The US Energy Department has conditionally authorized Freeport LNG Expansion and FLNG Liquefaction LLC (Freeport) to export domestically produced liquefied natural gas (LNG) from the Freeport LNG Terminal on Quintana Island, Texas, to countries that do not have a free trade agreement (FTA) with the US.
Freeport previously received approval to export LNG from this facility to FTA countries on February 10, 2011. Subject to environmental review and final regulatory approval, the facility is conditionally authorized to export at a rate of up to 1.4 Bcfd for a period of 20 years.
The Department granted the first authorization to export LNG to non-FTA countries in May 2011 for the Sabine Pass LNG Terminal in Cameron Parish, Louisiana, at a rate of up to 2.2 Bcfd.

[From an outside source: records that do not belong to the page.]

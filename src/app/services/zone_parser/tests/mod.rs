//! Test utilities for zone parsing and assembly

use chrono::NaiveDate;

use crate::app::models::{RawReportRow, SummarySections, WellNameParts, ZoneTag};
use crate::app::services::grammar::GrammarRegistry;
use crate::config::EngineConfig;


/// Helper report date shared by the test rows
pub fn test_report_date() -> NaiveDate {
    NaiveDate::from_ymd_opt(2026, 2, 12).unwrap()
}

/// Helper to build a raw row with a given zone and well/rig/summary text
pub fn create_test_row(
    zone: ZoneTag,
    well_name: &str,
    rig_name: &str,
    summary: &str,
) -> RawReportRow {
    RawReportRow::new(
        zone,
        well_name,
        rig_name,
        "Development",
        summary,
        test_report_date(),
    )
}

/// Helper to build the default grammar registry
pub fn default_registry() -> GrammarRegistry {
    GrammarRegistry::new(&EngineConfig::default()).unwrap()
}

/// Helper for plain well-name parts
pub fn parts(primary: &str, secondary: &str) -> WellNameParts {
    WellNameParts::new(primary, secondary)
}

/// Helper for plain summary sections
pub fn sections(summary: &str, status: &str, plan: &str) -> SummarySections {
    SummarySections {
        summary_report: summary.to_string(),
        current_status: status.to_string(),
        next_plan: plan.to_string(),
    }
}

The development of US natural gas resources is having a transformative impact on the US energy landscape, helping to improve the country's energy security while spurring economic development and job creation around the country. This increase in domestic natural gas production is expected to continue, with the US Energy Information Administration forecasting a record production rate of 69.3 Bcfd in 2013.

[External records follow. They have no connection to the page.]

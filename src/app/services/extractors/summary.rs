//! Narrative summary splitting on ordered section keywords

use crate::app::models::{Extraction, SummarySections};
use crate::app::services::grammar::{SectionSlot, ZoneGrammar};
use crate::constants::CARRIAGE_RETURN_ARTIFACT;
use tracing::debug;

/// Split a raw narrative cell into the three canonical sections.
///
/// Each keyword in the zone's fixed order begins a new section; a section's
/// content runs from its marker to the next recognized keyword or
/// end-of-text. Every section is always present; an absent keyword yields
/// an empty string, and absence of all keywords dumps the whole text into
/// `Summary Report` (tagged as a fallback).
pub fn split_summary(raw: &str, grammar: &ZoneGrammar) -> Extraction<SummarySections> {
    let rule = &grammar.summary_rule;
    let text = normalize_artifacts(raw);
    if text.is_empty() {
        return Extraction::Parsed(SummarySections::default());
    }

    // First occurrence of each keyword, in the zone's keyword order. The
    // bare keyword bounds sections even where the full marker fails to
    // capture (e.g. a missing time token).
    let boundary_hits: Vec<Option<usize>> = rule
        .markers
        .iter()
        .map(|marker| marker.boundary.find(&text).map(|m| m.start()))
        .collect();

    if boundary_hits.iter().all(Option::is_none) {
        debug!(
            "No summary keyword found for {}: keeping whole text as summary report",
            grammar.zone
        );
        let mut sections = SummarySections::default();
        sections.summary_report = text;
        return Extraction::Fallback(sections);
    }

    let mut sections = SummarySections::default();

    if let Some(slot) = rule.leading {
        let first_keyword = boundary_hits
            .iter()
            .flatten()
            .copied()
            .min()
            .unwrap_or(text.len());
        assign(&mut sections, slot, text[..first_keyword].trim());
    }

    for (index, marker) in rule.markers.iter().enumerate() {
        if boundary_hits[index].is_none() {
            continue;
        }
        // Content is only captured when the full marker matches
        let Some(matched) = marker.capture.find(&text) else {
            continue;
        };
        let content_start = matched.end();
        let content_end = boundary_hits
            .iter()
            .skip(index + 1)
            .flatten()
            .copied()
            .filter(|start| *start >= content_start)
            .min()
            .unwrap_or(text.len());

        let mut content = text[content_start..content_end].trim();
        if marker.strip_leading_dash {
            if let Some(rest) = content.strip_prefix('-') {
                content = rest.trim_start();
            }
        }
        assign(&mut sections, marker.slot, content);
    }

    Extraction::Parsed(sections)
}

/// Normalize the spreadsheet carriage-return artifact and trim
fn normalize_artifacts(raw: &str) -> String {
    raw.replace(CARRIAGE_RETURN_ARTIFACT, "\n").trim().to_string()
}

fn assign(sections: &mut SummarySections, slot: SectionSlot, content: &str) {
    match slot {
        SectionSlot::SummaryReport => sections.summary_report = content.to_string(),
        SectionSlot::CurrentStatus => sections.current_status = content.to_string(),
        SectionSlot::NextPlan => sections.next_plan = content.to_string(),
    }
}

Federal law generally requires approval of natural gas exports to countries that have an FTA with the US. For countries that do not have an FTA with the US, the Natural Gas Act directs the Department of Energy to grant export authorizations unless the Department finds that the proposed exports will not be consistent with the public interest.
The Energy Department conducted an extensive, careful review of the application to export LNG from the Freeport LNG Terminal. Among other factors, the Department considered economic, energy security and environmental impacts. Public comments for and against the application were also considered.